Hi-tech e sicurezza. Ready2Go presenta il primo simulatore di guida in realtà virtuale

Per la prima volta in Italia la realtà virtuale più reale di sempre in esclusiva per le oltre 200 autoscuole del Network ACI.
La realtà virtuale più reale di sempre, per la prima volta in Italia, grazie al nuovo Simulatore didattico di Guida “Ready2Go”, cuore dell’insegnamento nelle oltre 200 autoscuole del Network ACI.

Software, hardware e design completamente ridisegnati, per un simulatore – unico nel suo genere e primo in Italia – che fissa nuovi standard di eccellenza nella formazione alla guida, consentendo agli allievi di vivere un’esperienza che non è mai stata così realistica.
Grazie alla realtà virtuale, infatti, l’allievo non si trova più, semplicemente, davanti a uno schermo ma, indossando il visore VR, vive la sensazione di trovarsi all’interno dell’abitacolo dell’auto, per affrontare le diverse situazioni che gli si presenteranno, guidando su strada, ogni giorno.
Tra i diversi scenari riprodotti dal nuovo Simulatore, quello urbano – in versione diurna e notturna – e quello autostradale, nonché le diverse aree pratiche del Centro di Guida Sicura ACI-Sara di Vallelunga. Già previste, inoltre, le implementazioni relative all’evoluzione delle tecnologie (es. gli ADAS) di volta in volta adottate dalle auto di nuova generazione.
Questo innovativo strumento didattico ha subito una razionalizzazione strutturale di rilievo per consentirne una gestione migliore e più efficace. Il computer, cuore della versione precedente, è stato sostituito da uno smartphone, mentre lo schermo ha lasciato il passo a un più moderno visore VR. Restano la pedaliera e il volante, mentre la connettività è affidata al wifi.

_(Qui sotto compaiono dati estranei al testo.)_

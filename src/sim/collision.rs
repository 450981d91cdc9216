//! Collision detection and response against trees and rocks
//!
//! Obstacles are vertical cylinders centered on their tile. Only the
//! horizontal plane matters: a ball high enough simply flies over.

use glam::Vec3;

use super::terrain::{TerrainIndex, TerrainTile, cell_of};
use crate::consts::*;
use crate::{horizontal, normalize_or_zero};
use crate::tuning::PhysicsConfig;

/// Result of a collision check
#[derive(Debug, Clone)]
pub struct CollisionResult {
    /// Whether a collision occurred
    pub hit: bool,
    /// Horizontal surface normal (pointing from obstacle toward ball)
    pub normal: Vec3,
    /// Penetration depth (for position correction)
    pub penetration: f32,
}

impl CollisionResult {
    pub fn miss() -> Self {
        Self {
            hit: false,
            normal: Vec3::ZERO,
            penetration: 0.0,
        }
    }
}

/// Check a ball against one obstacle tile
pub fn ball_obstacle_collision(ball_pos: Vec3, ball_vel: Vec3, tile: &TerrainTile) -> CollisionResult {
    let Some(collider) = tile.kind.collider_radius() else {
        return CollisionResult::miss();
    };
    // Flying over
    if ball_pos.y > tile.height + OBSTACLE_CLEARANCE {
        return CollisionResult::miss();
    }

    let reach = collider + BALL_RADIUS;
    let offset = horizontal(ball_pos - tile.surface());
    let dist = offset.length();
    if dist >= reach {
        return CollisionResult::miss();
    }

    let normal = if dist > 1e-6 {
        offset / dist
    } else {
        // Dead center: push back the way the ball came
        let back = normalize_or_zero(-horizontal(ball_vel));
        if back == Vec3::ZERO { Vec3::X } else { back }
    };

    CollisionResult {
        hit: true,
        normal,
        penetration: reach - dist,
    }
}

/// Resolve obstacle contacts near the ball, returning corrected position and velocity
pub fn resolve_obstacles(
    mut pos: Vec3,
    mut vel: Vec3,
    config: &PhysicsConfig,
    terrain: &TerrainIndex,
) -> (Vec3, Vec3) {
    let (cx, cz) = cell_of(pos.x, pos.z);
    for dx in -OBSTACLE_SCAN_RADIUS..=OBSTACLE_SCAN_RADIUS {
        for dz in -OBSTACLE_SCAN_RADIUS..=OBSTACLE_SCAN_RADIUS {
            let Some(tile) = terrain.get(cx + dx, cz + dz) else {
                continue;
            };
            let result = ball_obstacle_collision(pos, vel, tile);
            if !result.hit {
                continue;
            }

            pos += result.normal * (result.penetration + COLLISION_EPSILON);

            let planar = horizontal(vel);
            if planar.dot(result.normal) < 0.0 {
                let bounced = reflect_velocity(planar, result.normal)
                    * config.obstacle_restitution
                    * config.obstacle_damping;
                vel = Vec3::new(bounced.x, vel.y, bounced.z);
            }
        }
    }
    (pos, vel)
}

/// Reflect velocity off a surface
///
/// Standard reflection: v' = v - 2(v·n)n
#[inline]
pub fn reflect_velocity(velocity: Vec3, normal: Vec3) -> Vec3 {
    velocity - 2.0 * velocity.dot(normal) * normal
}
//! Single deterministic integration step
//!
//! `step` is a pure function of its inputs. Both the live shot loop and the
//! trajectory predictor drive the ball exclusively through it.

use glam::Vec3;

use super::collision::resolve_obstacles;
use super::terrain::{TerrainIndex, TerrainKind};
use crate::consts::*;
use crate::tuning::PhysicsConfig;

/// Terminal event raised inside a step
#[derive(Debug, Clone, Copy, PartialEq, Eq)]
pub enum StepEvent {
    /// Ball touched a water tile; velocity already zeroed
    Water,
}

/// Output of one step
#[derive(Debug, Clone, Copy, PartialEq)]
pub struct StepResult {
    pub position: Vec3,
    pub velocity: Vec3,
    pub event: Option<StepEvent>,
}

/// Advance a ball by `dt` seconds
pub fn step(
    position: Vec3,
    velocity: Vec3,
    dt: f32,
    config: &PhysicsConfig,
    terrain: &TerrainIndex,
) -> StepResult {
    // Gravity plus linear air drag, semi-implicit Euler
    let accel = Vec3::new(0.0, -config.gravity, 0.0) - velocity * config.air_drag;
    let mut vel = (velocity + accel * dt).clamp_length_max(config.max_velocity);
    let mut pos = position + vel * dt;

    (pos, vel) = resolve_obstacles(pos, vel, config, terrain);

    let tile = terrain.lookup(pos.x, pos.z);
    let floor = tile.map_or(VOID_FLOOR, |t| t.height);
    if pos.y > floor {
        return StepResult {
            position: pos,
            velocity: vel,
            event: None,
        };
    }

    pos.y = floor;
    let kind = tile.map(|t| t.kind);
    if kind == Some(TerrainKind::Water) {
        return StepResult {
            position: pos,
            velocity: Vec3::ZERO,
            event: Some(StepEvent::Water),
        };
    }

    if vel.y.abs() > BOUNCE_THRESHOLD {
        vel.y = -vel.y * config.restitution;
    } else {
        vel.y = 0.0;
    }

    if vel.y == 0.0 {
        vel = apply_friction(vel, config.friction_for(kind) * config.gravity * dt);
    } else {
        // Skidding between bounces; scaled by dt so damping is frame-rate independent
        let keep = (1.0 - dt).max(0.0);
        vel.x *= keep;
        vel.z *= keep;
    }

    StepResult {
        position: pos,
        velocity: vel,
        event: None,
    }
}

/// Remove `decel` from the horizontal speed, stopping at zero
#[inline]
pub fn apply_friction(vel: Vec3, decel: f32) -> Vec3 {
    let speed = crate::horizontal_speed(vel);
    if speed <= decel {
        Vec3::new(0.0, vel.y, 0.0)
    } else {
        let scale = (speed - decel) / speed;
        Vec3::new(vel.x * scale, vel.y, vel.z * scale)
    }
}
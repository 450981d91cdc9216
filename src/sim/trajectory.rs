//! Trajectory prediction for aim-assist and the ghost of the last shot
//!
//! Runs the same stepper as the live ball on a private copy of the state, so
//! it can be called as often as the input handler likes.

use glam::Vec3;
use serde::{Deserialize, Serialize};

use super::physics::{StepEvent, step};
use super::terrain::TerrainIndex;
use crate::consts::{GHOST_MAX_STEPS, PREDICT_DT, PREDICT_SETTLE_SPEED};
use crate::tuning::PhysicsConfig;
use crate::{elevation_degrees, horizontal_distance};

/// Predict the path of a ball launched from `start_pos` with `start_vel`
///
/// The path begins with `start_pos`. Prediction stops at the first
/// touchdown (arriving at or below the floor under the pre-step position
/// while moving down), when the ball has settled on the floor, on water, or
/// after `max_steps` steps.
pub fn predict(
    start_pos: Vec3,
    start_vel: Vec3,
    config: &PhysicsConfig,
    terrain: &TerrainIndex,
    max_steps: usize,
    dt: f32,
) -> Vec<Vec3> {
    // Most paths end at first touchdown, long before the budget
    let mut points = Vec::with_capacity(max_steps.min(GHOST_MAX_STEPS) + 1);
    points.push(start_pos);

    let mut pos = start_pos;
    let mut vel = start_vel;

    for _ in 0..max_steps {
        let pre_floor = terrain.floor_at(pos.x, pos.z);
        // Vertical velocity on arrival, before any bounce
        let descending = vel.y - (config.gravity + config.air_drag * vel.y) * dt < 0.0;

        let result = step(pos, vel, dt, config, terrain);
        pos = result.position;
        vel = result.velocity;

        // First touchdown
        if descending && pos.y <= pre_floor {
            points.push(Vec3::new(pos.x, pos.y.max(terrain.floor_at(pos.x, pos.z)), pos.z));
            break;
        }

        points.push(pos);

        if result.event == Some(StepEvent::Water) {
            break;
        }
        // Settled on the floor
        if pos.y <= terrain.floor_at(pos.x, pos.z) && vel.y.abs() < PREDICT_SETTLE_SPEED {
            break;
        }
    }

    points
}

/// A predicted (or recorded) flight path with summary metrics
#[derive(Debug, Clone, PartialEq, Serialize, Deserialize)]
pub struct TrajectorySample {
    pub points: Vec<Vec3>,
    /// Highest y on the path (at least the start height)
    pub max_height: f32,
    /// Horizontal distance from first to last point
    pub range: f32,
    /// Launch elevation in degrees
    pub launch_angle: f32,
    /// Simulated time covered by the path (s)
    pub duration: f32,
}

impl TrajectorySample {
    /// Summarize a path produced with timestep `dt`
    pub fn from_path(points: Vec<Vec3>, start_vel: Vec3, dt: f32) -> Self {
        let start = points.first().copied().unwrap_or(Vec3::ZERO);
        let last = points.last().copied().unwrap_or(start);
        let max_height = points.iter().fold(start.y, |h, p| h.max(p.y));
        let duration = points.len().saturating_sub(1) as f32 * dt;

        Self {
            max_height,
            range: horizontal_distance(last, start),
            launch_angle: elevation_degrees(start_vel),
            duration,
            points,
        }
    }

    /// Predict and summarize in one go
    pub fn predict(
        start_pos: Vec3,
        start_vel: Vec3,
        config: &PhysicsConfig,
        terrain: &TerrainIndex,
        max_steps: usize,
    ) -> Self {
        let points = predict(start_pos, start_vel, config, terrain, max_steps, PREDICT_DT);
        Self::from_path(points, start_vel, PREDICT_DT)
    }

    /// Final point of the path
    pub fn landing(&self) -> Option<Vec3> {
        self.points.last().copied()
    }
}
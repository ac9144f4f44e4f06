//! 应用配置
//!
//! 默认值 <- `REQDATA_CONFIG` 指向的 YAML 文件 <- `REQDATA_ADDR` 环境变量

use anyhow::Context;
use reqdata_server::ParseConfig;
use serde::{Deserialize, Serialize};

/// YAML 配置文件路径的环境变量
pub const CONFIG_ENV: &str = "REQDATA_CONFIG";
/// 监听地址的环境变量
pub const ADDR_ENV: &str = "REQDATA_ADDR";

/// 应用配置
#[derive(Debug, Clone, PartialEq, Eq, Serialize, Deserialize)]
pub struct AppConfig {
    /// 监听地址
    #[serde(default = "default_addr")]
    pub addr: String,
    /// 请求参数解析配置
    #[serde(default)]
    pub parse: ParseConfig,
}

fn default_addr() -> String {
    "127.0.0.1:8787".to_string()
}

impl Default for AppConfig {
    fn default() -> Self {
        Self {
            addr: default_addr(),
            parse: ParseConfig::default(),
        }
    }
}

impl AppConfig {
    /// 从环境变量加载
    pub fn load() -> anyhow::Result<Self> {
        Self::load_from(std::env::var(CONFIG_ENV).ok(), std::env::var(ADDR_ENV).ok())
    }

    fn load_from(config_path: Option<String>, addr: Option<String>) -> anyhow::Result<Self> {
        let mut config = match config_path {
            Some(path) => {
                let content = std::fs::read_to_string(&path)
                    .with_context(|| format!("读取配置文件失败: {}", path))?;
                Self::from_yaml(&content).with_context(|| format!("解析配置文件失败: {}", path))?
            }
            None => Self::default(),
        };
        if let Some(addr) = addr {
            config.addr = addr;
        }
        Ok(config)
    }

    pub fn from_yaml(content: &str) -> anyhow::Result<Self> {
        Ok(serde_yaml::from_str(content)?)
    }
}
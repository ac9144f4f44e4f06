use anyhow::Context;
use reqdata::app::{router, AppConfig};
use tracing::info;
use tracing_subscriber::EnvFilter;

#[tokio::main]
async fn main() -> anyhow::Result<()> {
    tracing_subscriber::fmt()
        .with_env_filter(EnvFilter::try_from_default_env().unwrap_or_else(|_| EnvFilter::new("info")))
        .init();

    let config = AppConfig::load()?;
    let listener = tokio::net::TcpListener::bind(&config.addr)
        .await
        .with_context(|| format!("无法监听 {}", config.addr))?;

    info!(addr = %config.addr, "reqdata-echo 已启动");
    axum::serve(listener, router(config.parse)).await?;
    Ok(())
}
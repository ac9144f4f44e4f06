//! 错误类型
//!
//! - `AccessError`：类型化访问失败（键不存在、值无法转换）
//! - `FormError`：url-encoded 数据格式错误

/// 类型化访问错误
///
/// `get_int` / `get_bool` 会把 `NotFound` 折叠为零值，只有格式错误会返回给调用方；
/// `lookup_int` / `lookup_bool` 则原样返回 `NotFound`。
#[derive(Debug, Clone, PartialEq, Eq, thiserror::Error)]
pub enum AccessError {
    #[error("参数不存在: {key}")]
    NotFound { key: String },

    #[error("参数 {key} 不是整数: {value:?}")]
    NotAnInteger { key: String, value: String },

    #[error("参数 {key} 不是布尔值: {value:?}")]
    NotABool { key: String, value: String },
}

impl AccessError {
    /// 出错的参数名
    pub fn key(&self) -> &str {
        match self {
            AccessError::NotFound { key }
            | AccessError::NotAnInteger { key, .. }
            | AccessError::NotABool { key, .. } => key,
        }
    }

    pub fn is_not_found(&self) -> bool {
        matches!(self, AccessError::NotFound { .. })
    }
}

/// url-encoded 解析错误
#[derive(Debug, Clone, PartialEq, Eq, thiserror::Error)]
pub enum FormError {
    #[error("无效的 URL 转义: {0:?}")]
    InvalidEscape(String),

    #[error("不支持分号分隔符: {0:?}")]
    SemicolonSeparator(String),
}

Tra le altre caratteristiche: peso ridotto a 52 chilogrammi, involucro costituito da due pannelli e telaio, quindi facilmente trasportabile. Tecnologia sicura, facile da gestire e da aggiornare grazie ad un software tecnologicamente avanzato, la grafica, poi, è dieci volte superiore al precedente, mentre l’istruttore può seguire l’allievo utilizzando, semplicemente, un tablet.